Il 20% degli esseri umani ha un gene che rende più resistenti al freddo. A indicarlo sono i risultati di un nuovo studio condotto da un team di ricercatori del Karolinska Institute di Stoccolma. Gli scienziati sono riusciti a identificare una variante genetica che influisce sulle funzioni muscolo-scheletriche. Sembra che proprio questa avrebbe protetto gli esseri umani dalle basse temperature durante la migrazione dall’Africa all’Europa oltre 50mila anni fa.

E’ la variante del gene ACTN3; in grado di provocare la perdita della proteina muscolo-scheletrica α-actinin-3.

Si tratta di una proteina presente soltanto nelle fibre muscolari a contrazione veloce. Cioè quelle che “accelerano” l’affaticamento. La stessa proteina, invece, è assente nelle fibre muscolari a contrazione lenta. Quelle che rendono più resistenti allo sforzo.

I risultati dello studio – pubblicati sulle pagine della rivista specializzata American Journal of Human Genetics – suggeriscono che la proteina α-aktinin-3 è assente in quasi una persona su cinque a causa di una mutazione genetica. Il 20% della popolazione mondiale.

Lo studio

“Le persone prive di questa proteina trattengono meglio il calore, hanno più energia e resistono meglio ai climi più duri. Finora però non c’era una prova diretta sperimentale di questo”, ha spiegato Hakan Westerblad, coordinatore del team di ricerca.
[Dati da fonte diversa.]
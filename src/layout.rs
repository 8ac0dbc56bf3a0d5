//! Page and spread bookkeeping handed to container writers.
//!
//! [`PageMap`] relocates bookmarks and table-of-contents anchors from source page
//! indices to output page indices. [`SpreadMap`] records the physical spread side of
//! every output page produced by a spread, and can resolve the page-spread property
//! of a whole book for fixed-layout formats.

use std::collections::BTreeMap;

use crate::types::{Direction, SpreadSide};

/// Ordered `(source index, primary output index)` pairs.
#[derive(Debug, Clone, Default, PartialEq, Eq)]
#[cfg_attr(feature = "serde", derive(serde::Serialize, serde::Deserialize))]
#[cfg_attr(feature = "specta", derive(specta::Type))]
pub struct PageMap {
    entries: Vec<(usize, usize)>,
}

impl PageMap {
    pub fn new() -> Self {
        Self::default()
    }

    pub(crate) fn push(&mut self, source_index: usize, output_index: usize) {
        self.entries.push((source_index, output_index));
    }

    pub fn entries(&self) -> &[(usize, usize)] {
        &self.entries
    }

    pub fn iter(&self) -> impl Iterator<Item = &(usize, usize)> {
        self.entries.iter()
    }

    pub fn len(&self) -> usize {
        self.entries.len()
    }

    pub fn is_empty(&self) -> bool {
        self.entries.is_empty()
    }

    /// Returns `true` if every source page kept its own index.
    pub fn is_identity(&self) -> bool {
        self.entries.iter().all(|(source, output)| source == output)
    }

    /// Output index a source page was moved to.
    pub fn relocate(&self, source_index: usize) -> Option<usize> {
        self.entries
            .iter()
            .find(|(source, _)| *source == source_index)
            .map(|(_, output)| *output)
    }

    /// Moves a list of bookmark page indices to their output pages.
    ///
    /// Indices absent from the map are kept as they are.
    pub fn relocate_bookmarks(&self, bookmarks: &[usize]) -> Vec<usize> {
        bookmarks
            .iter()
            .map(|&page| self.relocate(page).unwrap_or(page))
            .collect()
    }
}

impl<'a> IntoIterator for &'a PageMap {
    type Item = &'a (usize, usize);
    type IntoIter = std::slice::Iter<'a, (usize, usize)>;

    fn into_iter(self) -> Self::IntoIter {
        self.entries.iter()
    }
}

/// Output index to spread side, for output pages that belong to a spread.
#[derive(Debug, Clone, Default, PartialEq, Eq)]
#[cfg_attr(feature = "serde", derive(serde::Serialize, serde::Deserialize))]
#[cfg_attr(feature = "specta", derive(specta::Type))]
pub struct SpreadMap {
    sides: BTreeMap<usize, SpreadSide>,
}

impl SpreadMap {
    pub fn new() -> Self {
        Self::default()
    }

    pub(crate) fn insert(&mut self, output_index: usize, side: SpreadSide) {
        self.sides.insert(output_index, side);
    }

    pub fn get(&self, output_index: usize) -> Option<SpreadSide> {
        self.sides.get(&output_index).copied()
    }

    pub fn contains(&self, output_index: usize) -> bool {
        self.sides.contains_key(&output_index)
    }

    pub fn iter(&self) -> impl Iterator<Item = (usize, SpreadSide)> + '_ {
        self.sides.iter().map(|(index, side)| (*index, *side))
    }

    pub fn len(&self) -> usize {
        self.sides.len()
    }

    pub fn is_empty(&self) -> bool {
        self.sides.is_empty()
    }

    /// Resolves the spread side of every output page of a book.
    ///
    /// The cover is centered. Pages recorded in this map keep their side and restart
    /// the alternation; every other page alternates, beginning on the side where a
    /// reading pair starts (left for LTR, right for RTL).
    pub fn resolve_page_sides(&self, total_pages: usize, direction: Direction) -> Vec<SpreadSide> {
        let (first, second) = match direction {
            Direction::Ltr => (SpreadSide::Left, SpreadSide::Right),
            Direction::Rtl => (SpreadSide::Right, SpreadSide::Left),
        };

        let mut next = first;
        let mut sides = Vec::with_capacity(total_pages);
        for index in 0..total_pages {
            if index == 0 {
                sides.push(SpreadSide::Center);
                next = first;
            } else if let Some(side) = self.get(index) {
                sides.push(side);
                next = first;
            } else {
                sides.push(next);
                next = if next == first { second } else { first };
            }
        }
        sides
    }
}

impl SpreadSide {
    /// Value of the EPUB `page-spread-*` / `rendition:page-spread-*` property.
    pub fn as_property(&self) -> &'static str {
        match self {
            SpreadSide::Center => "center",
            SpreadSide::Left => "left",
            SpreadSide::Right => "right",
        }
    }
}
Per giungere a questa conclusione, i ricercatori hanno misurato l’attività elettrica muscolare di 42 uomini di età compresa tra i 18 e i 40 anni, a cui è stato chiesto di restare seduti nell’acqua fredda a 14 gradi, finché la loro temperatura corporea non raggiungeva i 35,5°.

Al termine del test, i partecipanti sono stati sottoposti a una biopsia muscolare per studiare la composizione delle loro fibre. Comparando i risultati delle analisi, è emerso che i muscoli dei partecipanti privi della proteina erano in grado di mantenere la loro temperatura corporea con un consumo di energia più efficiente. In particolare, il team di ricerca ha notato che in questi soggetti venivano attivate più fibre a concentrazione lenta, in grado di produrre calore, aumentando il tono muscolare, rispetto a quelle a contrazione rapida, correlate alla comparsa di brividi.

“Questa mutazione ha offerto un vantaggio evolutivo durante la migrazione verso i climi freddi – conclude – Nella società di oggi, con case riscaldate e accesso illimitato al cibo, invece potrebbe aumentare il rischio di malattie come diabete e obesità”, ha concluso il coordinatore della ricerca.